BISHKEK (Reuters) - Kyrgyz police detained more than a dozen people on Thursday as they dispersed a hundreds-strong anti-Chinese rally in the capital, Bishkek, the biggest public protest to date in Central Asia against Beijing's growing influence in the region.

Protesters who gathered on the central square demanded curbs on work permits for Chinese citizens as well as a reduction of Kyrgyz debt to China and called for other measures to reduce the Chinese presence, including a ban on Kyrgyz-Chinese marriages.

After the rally ran beyond its allotted time, dozens of protesters started moving towards a building which houses the president and parliament, at which point police started detaining some people and squeezing others out of the square.

Police declined to say how many people they had detained. A Reuters reporter at the scene saw them lead away more than a dozen.

Anti-Chinese sentiment has grown in the former Soviet republic of six million people since an incident at Bishkek's main power plant a year ago caused a five-day blackout following its upgrade carried out by a Chinese firm. The firm has not been officially charged with any wrongdoing.

Hostility towards Beijing has also been fuelled by reports of mass detentions of ethnic Kyrgyz - alongside fellow Turkic Muslims such as Uighurs and Kazakhs - in China's western province of Xinjiang.

Beijing has defended its so-called "vocational education training centres", which it says are part of a de-radicalisation programme in Xinjiang.

In 2016, three Chinese embassy staff were injured when a suicide bomber rammed the gates of the building in his car which then exploded.
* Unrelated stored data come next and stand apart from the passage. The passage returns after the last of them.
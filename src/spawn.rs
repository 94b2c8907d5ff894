//! Particle placement.
//!
//! Each particle is placed by one of three procedural patterns chosen from
//! its index, layering structured "circuit" and "stream" motifs over a
//! diffuse spherical background:
//!
//! - every 5th particle sits in one of five vertical layer bands,
//! - the next in an angular stream radiating from the origin,
//! - the remaining three of five on a spherical shell, uniform over solid
//!   angle so the poles don't cluster.
//!
//! Placement is driven by a per-particle RNG seeded from the backdrop seed,
//! so a fixed seed reproduces the exact cloud.

use crate::Vec3;
use rand::rngs::SmallRng;
use rand::{Rng, SeedableRng};
use std::f32::consts::TAU;

/// Number of particles in one stream cycle.
const STREAM_LENGTH: u32 = 15;

/// Which placement pattern a particle index maps to.
#[derive(Debug, Clone, Copy, PartialEq, Eq)]
pub enum Pattern {
    /// Layer-band arrangement, hue biased toward blue.
    Layered,
    /// Radial stream from the origin, hue biased toward purple.
    Stream,
    /// Spherical shell, wide blue-green hue range.
    Shell,
}

impl Pattern {
    /// Pattern dispatch: index mod 5 picks layered (0), stream (1), or shell.
    #[inline]
    pub fn for_index(index: u32) -> Self {
        match index % 5 {
            0 => Pattern::Layered,
            1 => Pattern::Stream,
            _ => Pattern::Shell,
        }
    }
}

/// Context for placing one particle: its index plus a seeded RNG.
pub struct SpawnContext {
    /// Index of the particle being placed (0 to count-1).
    pub index: u32,
    /// Total number of particles being placed.
    pub count: u32,
    rng: SmallRng,
}

impl SpawnContext {
    /// Create a placement context for a particle.
    ///
    /// The RNG stream is derived from the backdrop seed and the particle
    /// index, so the same `(seed, index)` always yields the same particle.
    pub fn new(index: u32, count: u32, seed: u64) -> Self {
        Self {
            index,
            count,
            rng: SmallRng::seed_from_u64(seed ^ (index as u64).wrapping_mul(0x9E37_79B9_7F4A_7C15)),
        }
    }

    /// Place the particle, returning `(position, color)`.
    pub fn place(&mut self) -> (Vec3, Vec3) {
        match Pattern::for_index(self.index) {
            Pattern::Layered => self.place_layered(),
            Pattern::Stream => self.place_stream(),
            Pattern::Shell => self.place_shell(),
        }
    }

    /// Layer-band placement: x snaps to one of five bands with jitter.
    fn place_layered(&mut self) -> (Vec3, Vec3) {
        let layer = self.rng.gen_range(0..5) as f32;
        let node = self.rng.gen_range(-5.0..5.0);
        let offset = self.rng.gen_range(-1.0..1.0);

        let position = Vec3::new(
            layer * 2.0 - 5.0 + offset,
            node,
            self.rng.gen_range(-2.0..2.0),
        );
        let color = hsl_to_rgb(0.6 + self.rng.gen::<f32>() * 0.1, 0.9, 0.6);
        (position, color)
    }

    /// Stream placement: position interpolated outward along a random angle,
    /// with the particle's global index cycling through the stream length.
    fn place_stream(&mut self) -> (Vec3, Vec3) {
        let t = (self.index % STREAM_LENGTH) as f32 / STREAM_LENGTH as f32;
        let angle = self.rng.gen_range(0.0..TAU);

        let position = Vec3::new(
            angle.cos() * 8.0 * t,
            self.rng.gen_range(-5.0..5.0),
            angle.sin() * 8.0 * t,
        );
        let color = hsl_to_rgb(0.75 + self.rng.gen::<f32>() * 0.1, 0.9, 0.6);
        (position, color)
    }

    /// Shell placement: uniform over solid angle between two radii.
    ///
    /// phi comes from `acos(2u - 1)` rather than a uniform angle, which is
    /// what keeps density even instead of clustering at the poles.
    fn place_shell(&mut self) -> (Vec3, Vec3) {
        let theta = self.rng.gen_range(0.0..TAU);
        let phi = self.rng.gen_range(-1.0f32..1.0).acos();
        let radius = 3.0 + self.rng.gen::<f32>() * 7.0;

        let position = Vec3::new(
            radius * phi.sin() * theta.cos(),
            radius * phi.sin() * theta.sin(),
            radius * phi.cos(),
        );
        let color = hsl_to_rgb(0.5 + self.rng.gen::<f32>() * 0.3, 0.7, 0.5);
        (position, color)
    }

    /// Render size scalar, fixed at creation.
    pub fn size(&mut self) -> f32 {
        self.rng.gen::<f32>() * 4.0 + 0.5
    }

    /// Shimmer animation speed, fixed at creation.
    pub fn speed(&mut self) -> f32 {
        self.rng.gen::<f32>() * 0.5 + 0.1
    }
}

/// Convert HSL to RGB.
///
/// * `h` - 0.0 to 1.0 (wraps: red → yellow → green → cyan → blue → magenta → red)
/// * `s` - 0.0 (gray) to 1.0 (vivid)
/// * `l` - 0.0 (black) to 1.0 (white)
pub fn hsl_to_rgb(h: f32, s: f32, l: f32) -> Vec3 {
    let c = (1.0 - (2.0 * l - 1.0).abs()) * s;
    let h6 = h.rem_euclid(1.0) * 6.0;
    let x = c * (1.0 - (h6 % 2.0 - 1.0).abs());
    let m = l - c / 2.0;

    let (r, g, b) = match h6 as u32 % 6 {
        0 => (c, x, 0.0),
        1 => (x, c, 0.0),
        2 => (0.0, c, x),
        3 => (0.0, x, c),
        4 => (x, 0.0, c),
        _ => (c, 0.0, x),
    };

    Vec3::new(r + m, g + m, b + m)
}

#[cfg(test)]
mod tests {
    use super::*;

    #[test]
    fn test_pattern_dispatch() {
        assert_eq!(Pattern::for_index(0), Pattern::Layered);
        assert_eq!(Pattern::for_index(1), Pattern::Stream);
        assert_eq!(Pattern::for_index(2), Pattern::Shell);
        assert_eq!(Pattern::for_index(3), Pattern::Shell);
        assert_eq!(Pattern::for_index(4), Pattern::Shell);
        assert_eq!(Pattern::for_index(5), Pattern::Layered);
        assert_eq!(Pattern::for_index(6), Pattern::Stream);
    }

    #[test]
    fn test_placement_deterministic() {
        let (a, _) = SpawnContext::new(7, 100, 42).place();
        let (b, _) = SpawnContext::new(7, 100, 42).place();
        assert_eq!(a, b);

        let (c, _) = SpawnContext::new(7, 100, 43).place();
        assert_ne!(a, c);
    }

    #[test]
    fn test_layered_x_bands() {
        // Band centers sit at -5, -3, -1, 1, 3 with up to +-1 of jitter.
        for i in 0..200u32 {
            let mut ctx = SpawnContext::new(i * 5, 1000, 7);
            let (pos, _) = ctx.place();
            assert!(pos.x >= -6.0 && pos.x <= 4.0, "x out of range: {}", pos.x);

            let nearest = [-5.0f32, -3.0, -1.0, 1.0, 3.0]
                .iter()
                .map(|b| (pos.x - b).abs())
                .fold(f32::INFINITY, f32::min);
            assert!(nearest <= 1.0 + 1e-4, "x {} not within any band", pos.x);
            assert!(pos.y.abs() <= 5.0);
            assert!(pos.z.abs() <= 2.0);
        }
    }

    #[test]
    fn test_stream_radius_follows_cycle() {
        for i in 0..100u32 {
            let index = i * 5 + 1;
            let mut ctx = SpawnContext::new(index, 1000, 7);
            let (pos, _) = ctx.place();

            let expected = 8.0 * (index % STREAM_LENGTH) as f32 / STREAM_LENGTH as f32;
            let planar = (pos.x * pos.x + pos.z * pos.z).sqrt();
            assert!((planar - expected).abs() < 1e-3);
        }
    }

    #[test]
    fn test_shell_radius_range() {
        for i in 0..500u32 {
            let mut ctx = SpawnContext::new(i * 5 + 2, 10_000, 7);
            let (pos, _) = ctx.place();
            let r = pos.length();
            assert!((3.0..10.0).contains(&r), "radius out of range: {}", r);
        }
    }

    #[test]
    fn test_shell_no_polar_clustering() {
        // Uniform over solid angle means cos(phi) = z/r is uniform in
        // [-1, 1]: mean near zero and ~10% of samples in each polar cap.
        let samples = 5000u32;
        let mut mean = 0.0f64;
        let mut cap = 0u32;

        for i in 0..samples {
            let mut ctx = SpawnContext::new(i * 5 + 2, samples * 5, 99);
            let (pos, _) = ctx.place();
            let u = (pos.z / pos.length()) as f64;
            mean += u;
            if u > 0.8 {
                cap += 1;
            }
        }
        mean /= samples as f64;
        let cap_frac = cap as f64 / samples as f64;

        assert!(mean.abs() < 0.05, "polar bias: mean cos(phi) = {}", mean);
        assert!(
            (0.07..0.13).contains(&cap_frac),
            "polar cap fraction {} far from 0.1",
            cap_frac
        );
    }

    #[test]
    fn test_size_and_speed_ranges() {
        let mut ctx = SpawnContext::new(0, 1, 1);
        for _ in 0..100 {
            let s = ctx.size();
            assert!((0.5..4.5).contains(&s));
            let v = ctx.speed();
            assert!((0.1..0.6).contains(&v));
        }
    }

    #[test]
    fn test_hsl_to_rgb() {
        // Pure red
        let red = hsl_to_rgb(0.0, 1.0, 0.5);
        assert!((red.x - 1.0).abs() < 0.001);
        assert!(red.y < 0.001);
        assert!(red.z < 0.001);

        // Full lightness is white regardless of hue
        let white = hsl_to_rgb(0.3, 0.9, 1.0);
        assert!((white.x - 1.0).abs() < 0.001);
        assert!((white.y - 1.0).abs() < 0.001);
        assert!((white.z - 1.0).abs() < 0.001);

        // Zero saturation is gray at the lightness level
        let gray = hsl_to_rgb(0.7, 0.0, 0.4);
        assert!((gray.x - 0.4).abs() < 0.001);
        assert!((gray.x - gray.y).abs() < 0.001);
        assert!((gray.y - gray.z).abs() < 0.001);
    }
}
Bishkek blamed the attack on Uighur militants.

China is one of the biggest investors in Central Asia and a key trading partner for the region, which Beijing has made a key part of its Belt and Road development project.

Commenting on the protest, Kyrgyz First Deputy Prime Minister Kubatbek Boronov said in a statement that protesters had been misled by fearmongering and that the annual net influx of Chinese to Kyrgyzstan had been below 1,000 people in the last two years.